13      L’activité de Gerardo, l’employeur des requérants au principal, consiste à fabriquer des matériaux en pierre à partir de pierres naturelles. Les requérants au principal travaillent habituellement sur une machine de coupe automatique.

14      Au cours de leurs journées de travail, le niveau de bruit sur leur lieu de travail dépasse la moyenne quotidienne de 85 dB(A). Pour remédier à cette situation, Gerardo leur a remis un équipement de protection auditif individuel. Grâce à l’atténuation assurée par cet équipement, l’exposition quotidienne des requérants au principal au bruit est réduite à un niveau inférieur à 80 dB(A).

15      Les requérants au principal ont demandé le versement d’un complément salarial, en vertu de l’article 27 de la convention collective, en raison de la pénibilité de leur poste de travail résultant du fait qu’ils sont exposés à un niveau de bruit dépassant la moyenne quotidienne de 85 dB(A). Leurs demandes ont été rejetées par le Juzgado de lo Social qui a estimé que Gerardo respectait le décret royal 286/2006 qui transpose la directive 2003/10. Selon cette juridiction, l’effet d’atténuation du bruit assuré par l’équipement de protection auditif individuel doit être pris en compte pour établir si les conditions du poste de travail sont à considérer comme pénibles.

16      Les requérants au principal ont interjeté appel auprès de la juridiction de renvoi.

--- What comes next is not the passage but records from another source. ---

/// Everything a renderer needs, with all statistics already computed
#[derive(Debug, Clone, PartialEq, Serialize)]
pub struct PlotDescriptor {
    pub kind: PlotKind,
    pub title: String,
    pub subtitle: String,
    pub x: Axis,
    pub y: Axis,
    /// Vertical guide positions
    pub markers: Vec<u64>,
    pub legend_position: LegendPosition,
    /// Opacity of scatter points
    pub alpha: f64,
    /// Spline knots used to smooth bands and lines
    pub smoothing_knots: usize,
    /// Whether the legend shows per-series point symbols
    pub legend_symbols: bool,
    pub series: Vec<SeriesSpec>,
}

/// Multiples of the receive window up to `x_max`
pub fn receive_window_markers(receive_window: u64, x_max: u64) -> Vec<u64> {
    if receive_window == 0 || receive_window >= x_max {
        return Vec::new();
    }
    (1..)
        .map(|k| k * receive_window)
        .take_while(|&x| x <= x_max)
        .collect()
}

fn message_length_axis(x_max: u64, steps: u32) -> Axis {
    Axis {
        title: "Message Length".to_string(),
        unit: "kB".to_string(),
        max: x_max as f64,
        steps,
        divisor: 1000.0,
    }
}

pub struct PlotBuilder<'a> {
    config: &'a AnalysisConfig,
}

impl<'a> PlotBuilder<'a> {
    pub fn new(config: &'a AnalysisConfig) -> Self {
        Self { config }
    }

    fn selected<'d>(
        &self,
        aggregate: &'d Aggregate,
        options: &PlotOptions,
    ) -> Result<Vec<(&'d str, &'d str, &'d Series)>> {
        let selected = aggregate.select(&options.experiments, &options.machines);
        if selected.is_empty() {
            return Err(BenchError::invalid(
                "no series left to plot; check the experiment and machine selection",
            ));
        }
        Ok(selected)
    }

    /// Supplied x range, or the next multiple of the precision above the
    /// largest size so that the largest records fall into the last bucket
    fn x_max(&self, aggregate: &Aggregate, options: &PlotOptions) -> u64 {
        options.x_max.unwrap_or_else(|| {
            let precision = self.config.precision.max(1) as u64;
            (aggregate.max_size() / precision + 1) * precision
        })
    }

    /// Scatter points and optional confidence bands of absolute values
    pub fn absolute(&self, aggregate: &Aggregate, options: &PlotOptions) -> Result<PlotDescriptor> {
        let metric = options.metric;
        let selected = self.selected(aggregate, options)?;
        let x_max = self.x_max(aggregate, options);
        let y_max = options.y_max.unwrap_or_else(|| aggregate.maximum(metric));

        let levels = if options.with_bands {
            utils::validate_confidence(options.confidence)?;
            utils::validate_precision(self.config.precision, x_max)?;
            Some(ConfidenceLevels::from_confidence(options.confidence))
        } else {
            None
        };

        let mut series = Vec::with_capacity(selected.len());
        for (i, (experiment, machine, records)) in selected.into_iter().enumerate() {
            let points = (!options.no_points).then(|| {
                records
                    .iter()
                    .map(|r| (r.total_transferred, metric.value(r)))
                    .collect()
            });
            let band = match levels {
                Some(levels) => Some(statistics::bin(
                    records,
                    metric,
                    self.config.precision,
                    x_max,
                    levels,
                )?),
                None => None,
            };

            debug!(
                "Series {} on {}: {} records, band {}",
                experiment,
                machine,
                records.len(),
                band.is_some()
            );
            series.push(SeriesSpec {
                name: self.config.naming.series_name(experiment, machine),
                experiment: experiment.to_string(),
                machine: machine.to_string(),
                color: PALETTE[i % PALETTE.len()].to_string(),
                symbol: i as u32 + 1,
                points,
                band,
                line: None,
            });
        }

        Ok(PlotDescriptor {
            kind: PlotKind::Absolute,
            title: options
                .title
                .clone()
                .unwrap_or_else(|| metric.title().to_string()),
            subtitle: options.subtitle.clone(),
            x: message_length_axis(x_max, options.x_steps),
            y: Axis {
                title: metric.to_string(),
                unit: metric.unit().to_string(),
                max: y_max,
                steps: options.y_steps.unwrap_or(crate::defaults::AXIS_STEPS),
                divisor: metric.divisor(),
            },
            markers: receive_window_markers(options.receive_window, x_max),
            legend_position: options.legend,
            alpha: self.config.alpha,
            smoothing_knots: self.config.precision,
            legend_symbols: !options.no_points,
            series,
        })
    }

    /// Ratio lines of every selected series against the first one
    pub fn comparison(&self, aggregate: &Aggregate, options: &PlotOptions) -> Result<PlotDescriptor> {
        let metric = options.metric;
        let selected = self.selected(aggregate, options)?;
        let x_max = self.x_max(aggregate, options);
        utils::validate_precision(self.config.precision, x_max)?;

        let reference = selected[0].2;
        let mut series = Vec::with_capacity(selected.len());
        for (i, (experiment, machine, records)) in selected.iter().enumerate() {
            let line = statistics::compare(reference, records, metric, self.config.precision, x_max)?;
            let name = self.config.naming.series_name(experiment, machine);

            series.push(SeriesSpec {
                name: if i == 0 {
                    format!("{}{}", REFERENCE_PREFIX, name)
                } else {
                    name
                },
                experiment: experiment.to_string(),
                machine: machine.to_string(),
                color: PALETTE[i % PALETTE.len()].to_string(),
                symbol: i as u32 + 1,
                points: None,
                band: None,
                line: Some(line),
            });
        }

        Ok(PlotDescriptor {
            kind: PlotKind::Comparison,
            title: options
                .title
                .clone()
                .unwrap_or_else(|| format!("Relative performance ({})", metric)),
            subtitle: options.subtitle.clone(),
            x: message_length_axis(x_max, options.x_steps),
            y: Axis {
                title: "Relative performance compared with reference experiment".to_string(),
                unit: "%".to_string(),
                max: options.y_max.unwrap_or(crate::defaults::COMPARISON_Y_MAX),
                steps: options
                    .y_steps
                    .unwrap_or(crate::defaults::COMPARISON_Y_STEPS),
                divisor: 0.01,
            },
            markers: receive_window_markers(options.receive_window, x_max),
            legend_position: options.legend,
            alpha: self.config.alpha,
            smoothing_knots: self.config.precision,
            legend_symbols: false,
            series,
        })
    }
}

17      Cette juridiction relève que le rejet par le Juzgado de lo Social des demandes des requérants au principal est conforme à la jurisprudence récente du Tribunal Supremo selon laquelle l’atténuation du bruit assurée par l’équipement de protection auditif individuel doit être prise en compte afin de déterminer si le travailleur est exposé à son poste de travail à des conditions pénibles. Selon la juridiction de renvoi, cette jurisprudence interprétant la notion de «pénibilité» à la lumière de la directive 2003/10 et du droit national la transposant déduit de ceux-ci qu’ils ont pour objectif de protéger le travailleur contre les risques sanitaires liés à une exposition effective au bruit. Il en résulterait une absence de pénibilité dès lors qu’une protection auditive individuelle permet de réduire le bruit parvenant à l’oreille à un niveau inférieur à 80 dB(A).

18      La juridiction de renvoi émet des doutes quant à la compatibilité de cette jurisprudence du Tribunal Supremo avec la directive 2003/10. À cet égard, la juridiction de renvoi, tout en admettant que les litiges au principal portent sur le versement d’un complément salarial qui, en tant que tel, n’est pas régi par cette directive, estime que l’interprétation de ladite directive constitue un préalable pour déterminer si les requérants au principal ont droit à ce complément.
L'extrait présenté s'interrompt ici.